The rise in fixed-term primary school exclusions raises a number of issues. The statistics reflect a change  in primary teaching with greatee emphasis now on transmitting subject knowledge and less on developing pedagogy and school policy aimed at overcoming learning barriers linked to social issues. There is a growing articulation that children either behave in class or are removed. On one level, this is to be welcomed. Primary staff should not be expected to deal with issues that are so far beyond their control. Tom Bennett’s promised guidance on behaviour management training that deals with low level disruption will hopefully reduce exclusions. Also, the evidential accuaracy of Jack Marwood’s metaphor of teaching as “the icing on the cake” is important to acknowledge. However there is a large “but” coming here.


if no-one is supporting children when they are excluded because external services such as educational psychology have been cut…

if there is no evidence that fixed term exclusions impact positively on the individual pupil, on the class or on the teacher…

if a disproportionate number of children who are excluded come from specific backgrounds…

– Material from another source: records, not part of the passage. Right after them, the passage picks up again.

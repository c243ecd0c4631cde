//! # Atria
//!
//! Room reservation and occupancy core for smart-building sites.
//!
//! Atria models a fixed set of rooms that accept bookings and headcount
//! reports. Each report re-derives the room's occupied flag and fans it out
//! to subscribed observers, so environment controllers react to presence
//! without polling. Implement [`OccupancyObserver`](prelude::OccupancyObserver)
//! for your own devices, or use the bundled HVAC and lighting controllers.
//!
//! ## Quick Start
//!
//! ```rust
//! use std::time::Duration;
//! use atria::prelude::*;
//!
//! # fn main() -> Result<(), RegistryError> {
//! let site = Site::builder()
//!     .rooms(3)
//!     .default_capacity(8)
//!     .with_hvac()
//!     .with_lighting()
//!     .build();
//!
//! let registry = site.registry();
//! Book::new(RoomId(1), Timestamp::now(), Duration::from_secs(3_600)).apply(registry)?;
//! ReportOccupancy::new(RoomId(1), 3).apply(registry)?;
//!
//! assert!(site.hvac(RoomId(1)).is_some_and(|hvac| hvac.is_ventilating()));
//! assert!(site.lighting(RoomId(1)).is_some_and(|lights| lights.is_lit()));
//! # Ok(())
//! # }
//! ```

mod site;

pub use site::{Site, SiteBuilder};

pub mod prelude {
    pub use atria_control::{HvacController, LightingController};
    pub use atria_registry::ops::{Book, Cancel, OccupancyOutcome, ReportOccupancy};
    pub use atria_registry::{
        ConflictReason, OccupancyObserver, RegistryConfig, RegistryError, RoomRegistry,
    };
    pub use atria_types::{
        BookingWindow, RoomId, RoomSnapshot, SubscriberId, Timestamp, OCCUPANCY_THRESHOLD,
    };

    pub use crate::site::{Site, SiteBuilder};
}
//! Lighting control driven by room occupancy.

use std::sync::atomic::{AtomicBool, Ordering};

use atria_registry::OccupancyObserver;
use atria_types::RoomId;
use tracing::{debug, info};

/// Per-room lighting circuit proxy.
///
/// Same follow-the-flag discipline as the HVAC controller: lights on
/// while the room counts as occupied, off once it empties. State is an
/// in-memory flag readable through [`is_lit`](Self::is_lit).
pub struct LightingController {
    room: RoomId,
    lit: AtomicBool,
}

impl LightingController {
    /// Controller for `room`, lights off.
    pub fn new(room: RoomId) -> Self {
        Self {
            room,
            lit: AtomicBool::new(false),
        }
    }

    /// The room this controller serves.
    pub fn room(&self) -> RoomId {
        self.room
    }

    /// Whether the circuit is currently on.
    pub fn is_lit(&self) -> bool {
        self.lit.load(Ordering::SeqCst)
    }
}

impl OccupancyObserver for LightingController {
    fn on_occupancy(&self, room: RoomId, occupied: bool) -> Result<(), String> {
        let was = self.lit.swap(occupied, Ordering::SeqCst);
        if was == occupied {
            debug!(%room, lit = occupied, "lighting already in target state");
        } else if occupied {
            info!(%room, "lights on");
        } else {
            info!(%room, "lights off");
        }
        Ok(())
    }
}

#[cfg(test)]
mod tests {
    use super::*;

    #[test]
    fn test_new_controller_starts_dark() {
        let lights = LightingController::new(RoomId(2));
        assert_eq!(lights.room(), RoomId(2));
        assert!(!lights.is_lit());
    }

    #[test]
    fn test_lights_follow_the_occupancy_flag() {
        let lights = LightingController::new(RoomId(2));

        lights.on_occupancy(RoomId(2), true).unwrap();
        assert!(lights.is_lit());

        // Identical repeat changes nothing.
        lights.on_occupancy(RoomId(2), true).unwrap();
        assert!(lights.is_lit());

        lights.on_occupancy(RoomId(2), false).unwrap();
        assert!(!lights.is_lit());
    }
}
use thiserror::Error;

#[derive(Debug, Error)]
pub enum RuleError {
    #[error("duplicate rule name '{name}'")]
    DuplicateRule { name: String },

    #[error("rule name '{name}' is reserved for empty groups")]
    ReservedName { name: String },

    #[error("unknown rule '{name}'")]
    UnknownRule { name: String },

    #[error("invalid params for rule '{rule}': {message}")]
    InvalidParams { rule: String, message: String },
}

impl RuleError {
    /// Name of the rule this error refers to.
    #[must_use]
    pub fn rule_name(&self) -> &str {
        match self {
            RuleError::DuplicateRule { name }
            | RuleError::ReservedName { name }
            | RuleError::UnknownRule { name } => name,
            RuleError::InvalidParams { rule, .. } => rule,
        }
    }
}
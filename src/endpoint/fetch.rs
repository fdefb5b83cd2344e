use std::collections::HashMap;

use async_trait::async_trait;

/// Looks up a resource by its reference.
///
/// `Ok(None)` means the resource does not exist. Errors are reserved for the
/// lookup itself failing (storage down, timeout) and are never shown to the
/// caller of the resolution endpoint.
#[async_trait]
pub trait ResourceFetcher<R>: Send + Sync {
    async fn fetch(&self, resource_ref: &str) -> anyhow::Result<Option<R>>;
}

/// A fixed in-memory resource set keyed by reference.
#[async_trait]
impl<R> ResourceFetcher<R> for HashMap<String, R>
where
    R: Clone + Send + Sync,
{
    async fn fetch(&self, resource_ref: &str) -> anyhow::Result<Option<R>> {
        Ok(self.get(resource_ref).cloned())
    }
}
mod condition;
mod criteria;
mod decision;
mod error;
mod protocol;
mod registry;
mod rule;
mod wire;

pub use condition::{Condition, ConditionFactory};
pub(crate) use condition::is_reserved_rule_name;
pub use criteria::Criteria;
pub use decision::{AuthorizeQuery, ConditionalDecision, PermissionPolicy, PolicyDecision};
pub use error::RuleError;
pub use protocol::{
    ApplyConditionsRequest, ApplyConditionsResponse, ErrorDetail, ErrorResponse,
    ResolveFiltersRequest, APPLY_CONDITIONS_PATH, RESOLVE_FILTERS_PATH,
};
pub use registry::{RuleRegistry, RuleRegistryBuilder};
pub use rule::{ErasedRule, PermissionRule, RuleDescription};
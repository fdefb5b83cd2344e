use winnow::ascii::{digit1, till_line_ending};
use winnow::combinator::{alt, cut_err, fail, not, opt, preceded, repeat, separated};
use winnow::error::{ErrMode, ModalResult, StrContext, StrContextValue};
use winnow::prelude::*;
use winnow::token::{any, one_of, take_while};

use serde_json::{Map, Number, Value};

use crate::types::is_reserved_rule_name;
use crate::{Condition, Criteria};

/// Deepest nesting of parenthesized groups, and separately of array and
/// object literals.
pub(crate) const MAX_NESTING: usize = 64;

fn too_deep<O>(input: &mut &str) -> ModalResult<O> {
    cut_err(fail::<_, O, _>)
        .context(StrContext::Label("nesting"))
        .context(StrContext::Expected(StrContextValue::Description(
            "at most 64 nested levels",
        )))
        .parse_next(input)
}

// -- Whitespace & comments --------------------------------------------------

fn ws(input: &mut &str) -> ModalResult<()> {
    let _: () = repeat(
        0..,
        alt((
            take_while(1.., |c: char| c.is_ascii_whitespace()).void(),
            ('#', till_line_ending).void(),
        )),
    )
    .parse_next(input)?;
    Ok(())
}

// -- Identifiers & keywords -------------------------------------------------

fn is_ident_char(c: char) -> bool {
    c.is_ascii_alphanumeric() || c == '_'
}

fn ident<'i>(input: &mut &'i str) -> ModalResult<&'i str> {
    (
        take_while(1, |c: char| c.is_ascii_alphabetic() || c == '_'),
        take_while(0.., is_ident_char),
    )
        .take()
        .parse_next(input)
}

fn and_op(input: &mut &str) -> ModalResult<()> {
    (ws, alt(("and", "AND")), not(one_of(is_ident_char)))
        .void()
        .parse_next(input)
}

fn or_op(input: &mut &str) -> ModalResult<()> {
    (ws, alt(("or", "OR")), not(one_of(is_ident_char)))
        .void()
        .parse_next(input)
}

// -- Literals ---------------------------------------------------------------

fn hex4(input: &mut &str) -> ModalResult<u32> {
    take_while(4, |c: char| c.is_ascii_hexdigit())
        .try_map(|hex: &str| u32::from_str_radix(hex, 16))
        .parse_next(input)
}

fn unicode_escape(input: &mut &str) -> ModalResult<char> {
    let high = hex4.parse_next(input)?;
    let code = if (0xD800..0xDC00).contains(&high) {
        let low = preceded("\\u", hex4).parse_next(input)?;
        if !(0xDC00..0xE000).contains(&low) {
            return Err(ErrMode::from_input(input).cut());
        }
        0x10000 + ((high - 0xD800) << 10) + (low - 0xDC00)
    } else {
        high
    };
    char::from_u32(code).ok_or_else(|| ErrMode::from_input(input).cut())
}

fn string_body(input: &mut &str) -> ModalResult<String> {
    let mut s = String::new();
    loop {
        match any.parse_next(input)? {
            '"' => return Ok(s),
            '\\' => match any.parse_next(input)? {
                '"' => s.push('"'),
                '\\' => s.push('\\'),
                '/' => s.push('/'),
                'n' => s.push('\n'),
                't' => s.push('\t'),
                'r' => s.push('\r'),
                'b' => s.push('\u{8}'),
                'f' => s.push('\u{c}'),
                'u' => s.push(unicode_escape.parse_next(input)?),
                _ => return Err(ErrMode::from_input(input)),
            },
            c => s.push(c),
        }
    }
}

fn string_literal(input: &mut &str) -> ModalResult<String> {
    preceded('"', cut_err(string_body))
        .context(StrContext::Expected(StrContextValue::Description(
            "terminated string",
        )))
        .parse_next(input)
}

fn number(input: &mut &str) -> ModalResult<Value> {
    let text = (
        opt('-'),
        digit1,
        opt(('.', digit1)),
        opt((one_of(['e', 'E']), opt(one_of(['+', '-'])), digit1)),
    )
        .take()
        .parse_next(input)?;
    let value = if text.contains(|c: char| matches!(c, '.' | 'e' | 'E')) {
        text.parse::<f64>()
            .ok()
            .and_then(Number::from_f64)
            .map(Value::Number)
    } else {
        text.parse::<i64>()
            .map(Value::from)
            .or_else(|_| text.parse::<u64>().map(Value::from))
            .ok()
    };
    value.ok_or_else(|| ErrMode::from_input(input).cut())
}

fn array(input: &mut &str, depth: usize) -> ModalResult<Vec<Value>> {
    '['.parse_next(input)?;
    if depth >= MAX_NESTING {
        return too_deep(input);
    }
    ws.parse_next(input)?;
    let items: Vec<Value> =
        separated(0.., |i: &mut &str| literal(i, depth + 1), (ws, ',', ws))
            .parse_next(input)?;
    (ws, cut_err(']')).parse_next(input)?;
    Ok(items)
}

fn member(input: &mut &str, depth: usize) -> ModalResult<(String, Value)> {
    let key = string_literal.parse_next(input)?;
    (ws, cut_err(':'), ws).parse_next(input)?;
    let value = cut_err(|i: &mut &str| literal(i, depth)).parse_next(input)?;
    Ok((key, value))
}

fn object(input: &mut &str, depth: usize) -> ModalResult<Map<String, Value>> {
    '{'.parse_next(input)?;
    if depth >= MAX_NESTING {
        return too_deep(input);
    }
    ws.parse_next(input)?;
    let members: Vec<(String, Value)> =
        separated(0.., |i: &mut &str| member(i, depth + 1), (ws, ',', ws))
            .parse_next(input)?;
    (ws, cut_err('}')).parse_next(input)?;
    Ok(members.into_iter().collect())
}

fn literal(input: &mut &str, depth: usize) -> ModalResult<Value> {
    alt((
        string_literal.map(Value::String),
        "null".value(Value::Null),
        "true".value(Value::Bool(true)),
        "false".value(Value::Bool(false)),
        number,
        |i: &mut &str| array(i, depth).map(Value::Array),
        |i: &mut &str| object(i, depth).map(Value::Object),
    ))
    .context(StrContext::Expected(StrContextValue::Description("literal")))
    .parse_next(input)
}

// -- Conditions & groups ----------------------------------------------------

fn condition(input: &mut &str) -> ModalResult<Condition> {
    let name = ident
        .verify(|name: &str| !is_reserved_rule_name(name))
        .parse_next(input)?;
    (ws, '(', ws).parse_next(input)?;
    let params: Vec<Value> =
        separated(0.., |i: &mut &str| literal(i, 0), (ws, ',', ws)).parse_next(input)?;
    (ws, cut_err(')'))
        .context(StrContext::Expected(StrContextValue::CharLiteral(')')))
        .parse_next(input)?;
    Ok(Condition::new(name, params))
}

fn empty_group(input: &mut &str) -> ModalResult<Criteria<Condition>> {
    alt((
        ("all", ws, '(', ws, ')').value(Criteria::All(Vec::new())),
        ("any", ws, '(', ws, ')').value(Criteria::Any(Vec::new())),
    ))
    .parse_next(input)
}

// -- Expressions (precedence: or < and < primary) ---------------------------

fn group(input: &mut &str, depth: usize) -> ModalResult<Criteria<Condition>> {
    '('.parse_next(input)?;
    if depth >= MAX_NESTING {
        return too_deep(input);
    }
    let inner = cut_err(|i: &mut &str| or_chain(i, depth + 1)).parse_next(input)?;
    (ws, cut_err(')')).parse_next(input)?;
    Ok(inner)
}

fn primary(input: &mut &str, depth: usize) -> ModalResult<Criteria<Condition>> {
    ws.parse_next(input)?;
    alt((
        |i: &mut &str| group(i, depth),
        empty_group,
        condition.map(Criteria::Leaf),
    ))
    .context(StrContext::Expected(StrContextValue::Description(
        "condition",
    )))
    .parse_next(input)
}

fn and_chain(input: &mut &str, depth: usize) -> ModalResult<Criteria<Condition>> {
    let first = primary(input, depth)?;
    let rest: Vec<Criteria<Condition>> =
        repeat(0.., preceded(and_op, cut_err(|i: &mut &str| primary(i, depth))))
            .parse_next(input)?;
    Ok(flatten(first, rest, Criteria::All))
}

fn or_chain(input: &mut &str, depth: usize) -> ModalResult<Criteria<Condition>> {
    let first = and_chain(input, depth)?;
    let rest: Vec<Criteria<Condition>> =
        repeat(0.., preceded(or_op, cut_err(|i: &mut &str| and_chain(i, depth))))
            .parse_next(input)?;
    Ok(flatten(first, rest, Criteria::Any))
}

fn flatten(
    first: Criteria<Condition>,
    rest: Vec<Criteria<Condition>>,
    group: fn(Vec<Criteria<Condition>>) -> Criteria<Condition>,
) -> Criteria<Condition> {
    if rest.is_empty() {
        return first;
    }
    let mut children = Vec::with_capacity(rest.len() + 1);
    children.push(first);
    children.extend(rest);
    group(children)
}

// -- Top-level parser -------------------------------------------------------

pub fn criteria(input: &mut &str) -> ModalResult<Criteria<Condition>> {
    let parsed = or_chain(input, 0)?;
    ws.parse_next(input)?;
    Ok(parsed)
}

if we do not acknowledge the evidence that all children (and adults) contribute to low level disruption at times in different contexts…  

then we are potentially damaging learning and lives. 

I don’t have any solutions and I do not believe that primary teachers should be held accountable for society’s problems (although they still are by the media and politicians). I am concerned that we are burying our heads in the sand of marketisation, academisation and austerity rather than considering the long term human cost of exclusion.